In Braun’s case, she kept pushing for a place for her husband even as few places seemed willing to take him. Limited space at geriatric psychiatric facilities in Minnesota brought her attention to a facility in North Dakota, but she ruled it out because of the distance.

Even if long-term care seems like the logical choice, the decision can still elicit feelings of guilt, as Braun learned. After caring for Steven at home became too much for her to handle, he was at the hospital while they waited on a long-term care placement.

“I cried many nights,” Braun said. “I felt so guilty.”

She visited him at the hospital one day and, while she was leaving, he kept trying to follow her home. Nurses held him back as her elevator doors closed. Tears poured out as she sat in the car.

Steven may have already been dealing with dementia, but the traumatic brain injury from a fall on ice in front of their home triggered the start of a marked decline. One minute he seemed fine, the next he couldn’t do the most straightforward of tasks.

During one of his good episodes, Braun remembers him saying he should’ve just died when he fell because it would’ve been easier than what the two were going through.

“He hated what was happening to him,” Braun said.

She thinks about how unfair it was for a man who had such a thirst for knowledge to lose so many pieces of himself in those final years. Steven earned a master’s degree in biology before teaching classes at Minnesota State University. He took pride in teaching himself calligraphy and was an avid reader, photographer and loved to listen to jazz music.

Braun cried while reminiscing about this Steven. At the home they long shared, she has a teddy bear sitting in his favorite spot on the couch as a remembrance of him.

As rough as those final years were, and those final weeks looking for long-term care, Braun said she cherished having as much time together with him as they did.

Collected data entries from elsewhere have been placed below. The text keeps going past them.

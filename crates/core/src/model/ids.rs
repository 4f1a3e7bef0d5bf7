use serde::{Deserialize, Serialize};
use std::fmt;
use uuid::Uuid;

/// Unique identifier for a quiz session.
///
/// Sessions are never persisted; the id only correlates log lines and snapshots
/// belonging to the same run.
#[derive(Clone, Copy, PartialEq, Eq, Hash, Serialize, Deserialize)]
pub struct SessionId(Uuid);

impl SessionId {
    /// Generates a fresh random `SessionId`.
    #[must_use]
    pub fn random() -> Self {
        Self(Uuid::new_v4())
    }

    /// Wraps an existing UUID.
    #[must_use]
    pub fn from_uuid(id: Uuid) -> Self {
        Self(id)
    }

    /// Returns the underlying UUID.
    #[must_use]
    pub fn value(&self) -> Uuid {
        self.0
    }
}

impl fmt::Debug for SessionId {
    fn fmt(&self, f: &mut fmt::Formatter<'_>) -> fmt::Result {
        write!(f, "SessionId({})", self.0)
    }
}

impl fmt::Display for SessionId {
    fn fmt(&self, f: &mut fmt::Formatter<'_>) -> fmt::Result {
        write!(f, "{}", self.0)
    }
}
use std::fmt;
use std::path::PathBuf;
use std::sync::Arc;

use quiz_core::model::{AdvanceMode, Difficulty, SessionConfig};
use rand::SeedableRng;
use rand::rngs::StdRng;
use services::{Clock, QuizLoopService};
use storage::CsvContentRepository;
use tracing::info;
use tracing_subscriber::EnvFilter;

mod terminal;

const DEFAULT_VOCAB_PATH: &str = "data/beginner.csv";
const DEFAULT_SENTENCES_PATH: &str = "data/advanced.csv";
const DEFAULT_QUESTIONS: usize = 10;
const OPTIONS_PER_QUESTION: usize = 4;

#[derive(Debug)]
enum ArgsError {
    MissingValue { flag: &'static str },
    UnknownArg(String),
    InvalidMode { raw: String },
    InvalidQuestions { raw: String },
    InvalidSeed { raw: String },
}

impl fmt::Display for ArgsError {
    fn fmt(&self, f: &mut fmt::Formatter<'_>) -> fmt::Result {
        match self {
            ArgsError::MissingValue { flag } => write!(f, "{flag} requires a value"),
            ArgsError::UnknownArg(arg) => write!(f, "unknown argument: {arg}"),
            ArgsError::InvalidMode { raw } => {
                write!(f, "invalid --mode value: {raw} (expected beginner or advanced)")
            }
            ArgsError::InvalidQuestions { raw } => write!(f, "invalid --questions value: {raw}"),
            ArgsError::InvalidSeed { raw } => write!(f, "invalid --seed value: {raw}"),
        }
    }
}

impl std::error::Error for ArgsError {}

fn require_value(
    args: &mut impl Iterator<Item = String>,
    flag: &'static str,
) -> Result<String, ArgsError> {
    args.next().ok_or(ArgsError::MissingValue { flag })
}

fn print_usage() {
    eprintln!("Usage:");
    eprintln!(
        "  cargo run -p app -- [--mode beginner|advanced] [--vocab <csv>] [--sentences <csv>]"
    );
    eprintln!("                     [--questions <n>] [--seed <u64>] [--manual-advance]");
    eprintln!();
    eprintln!("Defaults:");
    eprintln!("  --mode beginner");
    eprintln!("  --vocab {DEFAULT_VOCAB_PATH}");
    eprintln!("  --sentences {DEFAULT_SENTENCES_PATH}");
    eprintln!("  --questions {DEFAULT_QUESTIONS}");
    eprintln!();
    eprintln!("Environment:");
    eprintln!("  QUIZ_MODE, QUIZ_VOCAB_PATH, QUIZ_SENTENCES_PATH, QUIZ_QUESTIONS, QUIZ_SEED");
    eprintln!("  QUIZ_LOG (tracing filter, default info)");
}

#[derive(Debug, Clone, PartialEq, Eq)]
struct Args {
    mode: Difficulty,
    vocab_path: PathBuf,
    sentences_path: PathBuf,
    questions: usize,
    seed: Option<u64>,
    manual_advance: bool,
    show_help: bool,
}

impl Args {
    /// Environment first, flags override.
    fn parse(
        args: &mut impl Iterator<Item = String>,
        env: impl Fn(&str) -> Option<String>,
    ) -> Result<Self, ArgsError> {
        let mut parsed = Self {
            mode: Difficulty::default(),
            vocab_path: env("QUIZ_VOCAB_PATH")
                .map_or_else(|| DEFAULT_VOCAB_PATH.into(), PathBuf::from),
            sentences_path: env("QUIZ_SENTENCES_PATH")
                .map_or_else(|| DEFAULT_SENTENCES_PATH.into(), PathBuf::from),
            questions: DEFAULT_QUESTIONS,
            seed: None,
            manual_advance: false,
            show_help: false,
        };
        if let Some(raw) = env("QUIZ_MODE") {
            parsed.mode = parse_mode(raw)?;
        }
        if let Some(raw) = env("QUIZ_QUESTIONS") {
            parsed.questions = parse_questions(raw)?;
        }
        if let Some(raw) = env("QUIZ_SEED") {
            parsed.seed = Some(parse_seed(raw)?);
        }

        while let Some(arg) = args.next() {
            match arg.as_str() {
                "--mode" => parsed.mode = parse_mode(require_value(args, "--mode")?)?,
                "--vocab" => parsed.vocab_path = require_value(args, "--vocab")?.into(),
                "--sentences" => {
                    parsed.sentences_path = require_value(args, "--sentences")?.into();
                }
                "--questions" => {
                    parsed.questions = parse_questions(require_value(args, "--questions")?)?;
                }
                "--seed" => parsed.seed = Some(parse_seed(require_value(args, "--seed")?)?),
                "--manual-advance" => parsed.manual_advance = true,
                "--help" | "-h" => parsed.show_help = true,
                _ => return Err(ArgsError::UnknownArg(arg)),
            }
        }

        Ok(parsed)
    }
}

fn parse_mode(raw: String) -> Result<Difficulty, ArgsError> {
    raw.parse().map_err(|_| ArgsError::InvalidMode { raw })
}

fn parse_questions(raw: String) -> Result<usize, ArgsError> {
    match raw.trim().parse::<usize>() {
        Ok(n) if n > 0 => Ok(n),
        _ => Err(ArgsError::InvalidQuestions { raw }),
    }
}

fn parse_seed(raw: String) -> Result<u64, ArgsError> {
    raw.trim()
        .parse()
        .map_err(|_| ArgsError::InvalidSeed { raw })
}

fn init_tracing() {
    let filter = std::env::var("QUIZ_LOG").unwrap_or_else(|_| "info".to_owned());
    tracing_subscriber::fmt()
        .with_env_filter(EnvFilter::try_new(&filter).unwrap_or_else(|_| EnvFilter::new("info")))
        .with_writer(std::io::stderr)
        .init();
}

async fn run() -> Result<(), Box<dyn std::error::Error>> {
    let mut argv = std::env::args().skip(1);
    let args = Args::parse(&mut argv, |key| std::env::var(key).ok()).map_err(|e| {
        eprintln!("{e}");
        print_usage();
        e
    })?;
    if args.show_help {
        print_usage();
        return Ok(());
    }

    init_tracing();

    let advance_mode = if args.manual_advance {
        AdvanceMode::Manual
    } else {
        AdvanceMode::Immediate
    };
    let config =
        SessionConfig::new(args.questions, OPTIONS_PER_QUESTION)?.with_advance_mode(advance_mode);
    let content = Arc::new(CsvContentRepository::new(
        args.vocab_path.clone(),
        args.sentences_path.clone(),
    ));
    let service = QuizLoopService::new(Clock::system(), content, config);

    let mut rng = match args.seed {
        Some(seed) => StdRng::seed_from_u64(seed),
        None => StdRng::from_os_rng(),
    };
    info!(mode = %args.mode, seed = ?args.seed, "starting quiz");

    let mut session = service.start_session(args.mode, &mut rng).await?;
    match terminal::play(&mut session).await? {
        Some(result) => info!(
            session_id = %result.session_id,
            score = result.score,
            total = result.total,
            "quiz finished"
        ),
        None => info!(session_id = %session.id(), "quiz abandoned"),
    }
    Ok(())
}

#[tokio::main]
async fn main() {
    if let Err(err) = run().await {
        eprintln!("{err}");
        std::process::exit(2);
    }
}

#[cfg(test)]
mod tests {
    use super::*;

    fn parse(argv: &[&str], env: &[(&str, &str)]) -> Result<Args, ArgsError> {
        let env: Vec<(String, String)> = env
            .iter()
            .map(|(k, v)| ((*k).to_owned(), (*v).to_owned()))
            .collect();
        let mut iter = argv.iter().map(|s| (*s).to_owned());
        Args::parse(&mut iter, |key| {
            env.iter().find(|(k, _)| k == key).map(|(_, v)| v.clone())
        })
    }

    #[test]
    fn defaults_apply_without_flags() {
        let args = parse(&[], &[]).unwrap();
        assert_eq!(args.mode, Difficulty::Beginner);
        assert_eq!(args.vocab_path, PathBuf::from(DEFAULT_VOCAB_PATH));
        assert_eq!(args.sentences_path, PathBuf::from(DEFAULT_SENTENCES_PATH));
        assert_eq!(args.questions, DEFAULT_QUESTIONS);
        assert_eq!(args.seed, None);
        assert!(!args.manual_advance);
    }

    #[test]
    fn flags_override_environment() {
        let args = parse(
            &["--mode", "advanced", "--questions", "3", "--manual-advance"],
            &[("QUIZ_MODE", "beginner"), ("QUIZ_QUESTIONS", "7"), ("QUIZ_SEED", "42")],
        )
        .unwrap();
        assert_eq!(args.mode, Difficulty::Advanced);
        assert_eq!(args.questions, 3);
        assert_eq!(args.seed, Some(42));
        assert!(args.manual_advance);
    }

    #[test]
    fn bad_values_are_rejected() {
        assert!(matches!(
            parse(&["--mode", "expert"], &[]),
            Err(ArgsError::InvalidMode { .. })
        ));
        assert!(matches!(
            parse(&["--questions", "0"], &[]),
            Err(ArgsError::InvalidQuestions { .. })
        ));
        assert!(matches!(
            parse(&["--seed"], &[]),
            Err(ArgsError::MissingValue { flag: "--seed" })
        ));
        assert!(matches!(
            parse(&["--verbose"], &[]),
            Err(ArgsError::UnknownArg(_))
        ));
    }
}
use async_trait::async_trait;
use quiz_core::model::{SentenceItem, VocabularyItem};
use std::path::{Path, PathBuf};
use std::sync::{Arc, Mutex};
use thiserror::Error;
use tracing::debug;

use crate::loader::{LoadReport, parse_sentences, parse_vocabulary};

/// Errors surfaced by content sources.
#[derive(Debug, Error)]
#[non_exhaustive]
pub enum StorageError {
    #[error("content file not found: {}", .0.display())]
    NotFound(PathBuf),

    #[error("failed to read {}: {source}", .path.display())]
    Io {
        path: PathBuf,
        #[source]
        source: std::io::Error,
    },

    #[error(transparent)]
    Csv(#[from] csv::Error),

    #[error("connection error: {0}")]
    Connection(String),
}

/// Source of quiz content: the vocabulary pool for beginner games and the
/// sentence pool for advanced games.
#[async_trait]
pub trait ContentRepository: Send + Sync {
    /// Load every vocabulary pair.
    ///
    /// # Errors
    ///
    /// Returns `StorageError` if the source cannot be read.
    async fn vocabulary(&self) -> Result<LoadReport<VocabularyItem>, StorageError>;

    /// Load every sentence pair.
    ///
    /// # Errors
    ///
    /// Returns `StorageError` if the source cannot be read.
    async fn sentences(&self) -> Result<LoadReport<SentenceItem>, StorageError>;
}

/// Reads the two CSV files from disk on every load.
#[derive(Debug, Clone)]
pub struct CsvContentRepository {
    vocabulary_path: PathBuf,
    sentences_path: PathBuf,
}

impl CsvContentRepository {
    #[must_use]
    pub fn new(vocabulary_path: impl Into<PathBuf>, sentences_path: impl Into<PathBuf>) -> Self {
        Self {
            vocabulary_path: vocabulary_path.into(),
            sentences_path: sentences_path.into(),
        }
    }

    #[must_use]
    pub fn vocabulary_path(&self) -> &Path {
        &self.vocabulary_path
    }

    #[must_use]
    pub fn sentences_path(&self) -> &Path {
        &self.sentences_path
    }
}

async fn read_file(path: &Path) -> Result<Vec<u8>, StorageError> {
    debug!(path = %path.display(), "reading content file");
    tokio::fs::read(path).await.map_err(|source| {
        if source.kind() == std::io::ErrorKind::NotFound {
            StorageError::NotFound(path.to_path_buf())
        } else {
            StorageError::Io {
                path: path.to_path_buf(),
                source,
            }
        }
    })
}

#[async_trait]
impl ContentRepository for CsvContentRepository {
    async fn vocabulary(&self) -> Result<LoadReport<VocabularyItem>, StorageError> {
        let bytes = read_file(&self.vocabulary_path).await?;
        parse_vocabulary(bytes.as_slice())
    }

    async fn sentences(&self) -> Result<LoadReport<SentenceItem>, StorageError> {
        let bytes = read_file(&self.sentences_path).await?;
        parse_sentences(bytes.as_slice())
    }
}

/// Simple in-memory content source for testing and prototyping.
#[derive(Clone, Default)]
pub struct InMemoryRepository {
    vocabulary: Arc<Mutex<Vec<VocabularyItem>>>,
    sentences: Arc<Mutex<Vec<SentenceItem>>>,
}

impl InMemoryRepository {
    #[must_use]
    pub fn new() -> Self {
        Self::default()
    }

    /// Append a word pair.
    ///
    /// # Errors
    ///
    /// Returns `StorageError::Connection` if the lock is poisoned.
    pub fn push_vocabulary(&self, item: VocabularyItem) -> Result<(), StorageError> {
        let mut guard = self
            .vocabulary
            .lock()
            .map_err(|e| StorageError::Connection(e.to_string()))?;
        guard.push(item);
        Ok(())
    }

    /// Append a sentence pair.
    ///
    /// # Errors
    ///
    /// Returns `StorageError::Connection` if the lock is poisoned.
    pub fn push_sentence(&self, item: SentenceItem) -> Result<(), StorageError> {
        let mut guard = self
            .sentences
            .lock()
            .map_err(|e| StorageError::Connection(e.to_string()))?;
        guard.push(item);
        Ok(())
    }
}

#[async_trait]
impl ContentRepository for InMemoryRepository {
    async fn vocabulary(&self) -> Result<LoadReport<VocabularyItem>, StorageError> {
        let guard = self
            .vocabulary
            .lock()
            .map_err(|e| StorageError::Connection(e.to_string()))?;
        Ok(LoadReport::new(guard.clone()))
    }

    async fn sentences(&self) -> Result<LoadReport<SentenceItem>, StorageError> {
        let guard = self
            .sentences
            .lock()
            .map_err(|e| StorageError::Connection(e.to_string()))?;
        Ok(LoadReport::new(guard.clone()))
    }
}
#![forbid(unsafe_code)]

pub mod error;
pub mod evaluator;
pub mod generator;
pub mod model;
pub mod time;

pub use error::Error;
pub use time::Clock;
//! kmodprep - Main entry point
//!
//! Thin operational wrapper around the library: validates configs and runs
//! the preparer against the local machine's shell. Harnesses driving remote
//! devices use the library directly with their own executor.

use log::{error, info};
use std::path::Path;

use kmodprep::cli::{Cli, Commands};
use kmodprep::listing::display_module_name;
use kmodprep::preparer::{KernelModulePreparer, remove_module_with_dependents};
use kmodprep::{LocalShell, PreparerConfig};

/// Initialize the logger with appropriate settings
fn init_logger() {
    use env_logger::Builder;
    use std::io::Write;

    Builder::from_default_env()
        .format(|buf, record| {
            writeln!(
                buf,
                "[{} {}:{}] {}",
                record.level(),
                record.file().unwrap_or("unknown"),
                record.line().unwrap_or(0),
                record.args()
            )
        })
        .filter_level(log::LevelFilter::Info)
        .parse_default_env() // Allows RUST_LOG env var to override
        .init();
}

fn load_validated_config(path: &Path) -> anyhow::Result<PreparerConfig> {
    let config = PreparerConfig::load_from_file(path)?;
    config.validate()?;
    Ok(config)
}

fn main() {
    init_logger();

    let cli = Cli::parse_args();
    match cli.command {
        Commands::Validate { config } => {
            info!("validating configuration file: {:?}", config);
            match load_validated_config(&config) {
                Ok(_) => println!("✓ Configuration file is valid: {:?}", config),
                Err(e) => {
                    error!("configuration validation failed: {:#}", e);
                    eprintln!("✗ Configuration validation failed: {:#}", e);
                    std::process::exit(1);
                }
            }
        }
        Commands::Install { config } => {
            let config = match load_validated_config(&config) {
                Ok(c) => c,
                Err(e) => {
                    eprintln!("✗ {:#}", e);
                    std::process::exit(1);
                }
            };
            let device = LocalShell::new();
            let mut preparer = match KernelModulePreparer::new(config) {
                Ok(p) => p,
                Err(e) => {
                    eprintln!("✗ {}", e);
                    std::process::exit(1);
                }
            };
            if let Err(e) = preparer.setup(&device) {
                error!("module installation failed: {}", e);
                eprintln!("✗ {}", e);
                std::process::exit(1);
            }
            for name in preparer.installed_modules() {
                println!("✓ Installed {}", name);
            }
        }
        Commands::Remove { config } => {
            let config = match load_validated_config(&config) {
                Ok(c) => c,
                Err(e) => {
                    eprintln!("✗ {:#}", e);
                    std::process::exit(1);
                }
            };
            let device = LocalShell::new();
            // Operator-driven cleanup: walk the configured paths in reverse,
            // best effort per module, matching teardown semantics.
            for path in config.module_paths.iter().rev() {
                let name = match display_module_name(path) {
                    Ok(n) => n,
                    Err(e) => {
                        eprintln!("✗ {}", e);
                        std::process::exit(1);
                    }
                };
                match remove_module_with_dependents(&device, &name) {
                    Ok(output) if output.success => println!("✓ Removed {}", name),
                    Ok(_) => println!("- {} not removed (may not be loaded)", name),
                    Err(e) => {
                        // Only an unreachable device lands here.
                        error!("removal aborted: {}", e);
                        eprintln!("✗ {}", e);
                        std::process::exit(1);
                    }
                }
            }
        }
    }
}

At least the time he had left allowed them to celebrate their 30th wedding anniversary at BridgeWater on Nov. 6, 2022, just 17 days before he died.

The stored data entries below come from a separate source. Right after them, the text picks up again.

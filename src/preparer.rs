//! Module lifecycle orchestration: install on setup, remove on teardown.
//!
//! The preparer drives the end-to-end sequence for each configured module
//! path: clear pre-existing conflicting state (dependents first), install
//! with the configured arguments, confirm by exit status, and at teardown
//! remove everything this run installed, in reverse install order.
//!
//! Two rules shape every step:
//!
//! - The loaded-module listing is re-queried before every removal decision.
//!   The device's state is externally mutable between any two commands, so
//!   previously observed state is never trusted.
//! - Removals are best effort. `rmmod` failures are frequently false
//!   negatives ("already absent" is indistinguishable from "busy" by exit
//!   status alone) and must never block an install or mask a test failure
//!   during cleanup. Only an unreachable device stops the procedure.

use log::{debug, error, info, warn};
use std::time::Duration;

use crate::config::PreparerConfig;
use crate::error::{PrepError, Result};
use crate::executor::{CommandOutput, DeviceExecutor};
use crate::listing::{LSMOD_COMMAND, ModuleListing, display_module_name};
use crate::stage::PrepStage;

/// Timeout for individual `rmmod` commands.
const REMOVE_TIMEOUT: Duration = Duration::from_secs(60);

/// Remove a single kernel module from the device, best effort.
///
/// Issues `rmmod <name>` and logs the outcome. A failed removal is reported
/// in the returned [`CommandOutput`], never as an error.
///
/// # Errors
///
/// `DeviceUnavailable` if the command channel is down.
pub fn remove_single_module(
    device: &dyn DeviceExecutor,
    module_name: &str,
) -> Result<CommandOutput> {
    let command = format!("rmmod {}", module_name);
    let output = device.run_command(&command, REMOVE_TIMEOUT)?;
    if output.success {
        info!("removed module '{}'", module_name);
    } else {
        warn!(
            "'{}' failed ({}); the module may already be absent",
            command,
            output.failure_summary()
        );
    }
    Ok(output)
}

/// Remove a kernel module and its current dependents from the device.
///
/// Queries a fresh listing, removes each module that depends on the target
/// (in listed order), then removes the target itself. Every removal is best
/// effort.
///
/// # Errors
///
/// `DeviceUnavailable` if the command channel is down.
pub fn remove_module_with_dependents(
    device: &dyn DeviceExecutor,
    module_name: &str,
) -> Result<CommandOutput> {
    let listing = ModuleListing::parse(&device.run_query(LSMOD_COMMAND)?);
    remove_with_dependents_from(device, &listing, module_name)
}

/// Dependents-first removal against an already-parsed listing snapshot.
fn remove_with_dependents_from(
    device: &dyn DeviceExecutor,
    listing: &ModuleListing,
    module_name: &str,
) -> Result<CommandOutput> {
    for dependent in listing.dependents_of(module_name) {
        remove_single_module(device, dependent.trim())?;
    }
    remove_single_module(device, module_name)
}

/// Installs the configured kernel modules during setup and removes them
/// during teardown.
///
/// One instance covers one setup/teardown pair. The install record (which
/// modules this run is responsible for) is owned by the instance, never
/// process-wide, so multiple preparers can run against different devices in
/// the same process.
#[derive(Debug)]
pub struct KernelModulePreparer {
    config: PreparerConfig,
    /// Stage per configured module path, index-aligned with `config.module_paths`.
    stages: Vec<PrepStage>,
    /// Modules this run installed: (path index, display name), in install order.
    installed: Vec<(usize, String)>,
}

impl KernelModulePreparer {
    /// Create a preparer for the given configuration.
    ///
    /// # Errors
    ///
    /// `Config` if the configuration fails validation.
    pub fn new(config: PreparerConfig) -> Result<Self> {
        config.validate()?;
        let stages = vec![PrepStage::NotAttempted; config.module_paths.len()];
        Ok(Self {
            config,
            stages,
            installed: Vec::new(),
        })
    }

    /// The configuration this preparer runs with.
    pub fn config(&self) -> &PreparerConfig {
        &self.config
    }

    /// Current stage of each configured module path, in configured order.
    pub fn stages(&self) -> &[PrepStage] {
        &self.stages
    }

    /// Display names of the modules this run has installed, in install order.
    pub fn installed_modules(&self) -> Vec<&str> {
        self.installed.iter().map(|(_, name)| name.as_str()).collect()
    }

    /// Install every configured module, in configured order.
    ///
    /// For each module path: query the listing, remove the module and its
    /// dependents if it is already resident (never skipped — the resident
    /// copy may hold stale parameters), then `insmod` with the configured
    /// arguments and confirm by exit status.
    ///
    /// # Errors
    ///
    /// - `DeviceUnavailable`, propagated untouched from any command.
    /// - `ModuleInstall` when an install command reports failure; setup
    ///   stops and the remaining module paths are not processed.
    pub fn setup(&mut self, device: &dyn DeviceExecutor) -> Result<()> {
        let install_args = self.config.install_args.join(" ");
        for index in 0..self.config.module_paths.len() {
            let module_path = self.config.module_paths[index].clone();
            let module_name = display_module_name(&module_path)?;

            self.pre_clean(device, &module_name)?;
            self.advance_stage(index, PrepStage::PreCleaned)?;

            let command = if install_args.is_empty() {
                format!("insmod {}", module_path)
            } else {
                format!("insmod {} {}", module_path, install_args)
            };
            info!("installing '{}' from {}", module_name, module_path);
            let output = device.run_command(&command, self.config.install_timeout())?;
            self.advance_stage(index, PrepStage::Installed)?;

            if !output.success {
                let message = format!("command '{}' failed: {}", command, output.failure_summary());
                error!("unable to install module '{}': {}", module_name, message);
                self.advance_stage(index, PrepStage::InstallFailed)?;
                return Err(PrepError::module_install(module_name, message));
            }

            self.advance_stage(index, PrepStage::Verified)?;
            self.installed.push((index, module_name));
        }
        Ok(())
    }

    /// Remove everything this run installed, in reverse install order.
    ///
    /// Runs unconditionally — callers invoke it even when setup or the test
    /// itself failed, and `prior_failure` is only recorded in the logs. The
    /// listing is re-queried per module because state may have changed since
    /// install (the test may have loaded additional dependents). Removal
    /// command failures are logged, never raised: teardown must not mask the
    /// original failure or leave other cleanup steps unexecuted.
    ///
    /// Consumes the install record entry by entry; a second teardown after a
    /// clean run is a no-op. If the device becomes unavailable mid-teardown,
    /// the entries not yet removed (including the one being processed) stay
    /// in the record, so teardown can be retried once the device returns.
    ///
    /// # Errors
    ///
    /// `DeviceUnavailable` only.
    pub fn teardown(
        &mut self,
        device: &dyn DeviceExecutor,
        prior_failure: Option<&PrepError>,
    ) -> Result<()> {
        if let Some(failure) = prior_failure {
            debug!("tearing down after failed run: {}", failure);
        }
        // Popping from the back walks the record in reverse install order.
        while let Some((index, module_name)) = self.installed.pop() {
            if let Err(e) = self.remove_installed(device, &module_name) {
                self.installed.push((index, module_name));
                return Err(e);
            }
            // Duplicate display names share one resident module; the second
            // record entry finds its stage already past Verified.
            if self.stages[index] == PrepStage::Verified {
                self.advance_stage(index, PrepStage::Removed)?;
            }
        }
        Ok(())
    }

    /// Teardown removal of one recorded module against a fresh listing.
    fn remove_installed(&self, device: &dyn DeviceExecutor, module_name: &str) -> Result<()> {
        let listing = ModuleListing::parse(&device.run_query(LSMOD_COMMAND)?);
        if listing.is_loaded(module_name) {
            remove_with_dependents_from(device, &listing, module_name)?;
        } else {
            debug!("module '{}' no longer loaded, nothing to remove", module_name);
        }
        Ok(())
    }

    /// Remove resident state that would conflict with a fresh install.
    fn pre_clean(&self, device: &dyn DeviceExecutor, module_name: &str) -> Result<()> {
        let listing = ModuleListing::parse(&device.run_query(LSMOD_COMMAND)?);
        if listing.is_loaded(module_name) {
            warn!(
                "module '{}' unexpectedly already loaded, removing before install",
                module_name
            );
            remove_with_dependents_from(device, &listing, module_name)?;
        }
        Ok(())
    }

    fn advance_stage(&mut self, index: usize, next: PrepStage) -> Result<()> {
        let current = self.stages[index];
        self.stages[index] = current.advance_to(next)?;
        debug!("module path #{}: {} -> {}", index, current, next);
        Ok(())
    }
}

For Braun, reaching that milestone was meaningful.

“I kept telling him how happy I was and how excited I was that we made 30 years,” she said. “I just kept letting him know that so he’d know.”

The share of the U.S. population older than 65 keeps rising — and will for decades to come. Since nearly half of Americans over 65 will pay for some version of long-term health care, CNHI News and The Associated Press examined the state of long-term care in a series called the High Cost of Long-Term Care , looking at everything from adult day cares to assisted living facilities to understand the challenges in affordability, staffing and equity that exist today and lie ahead.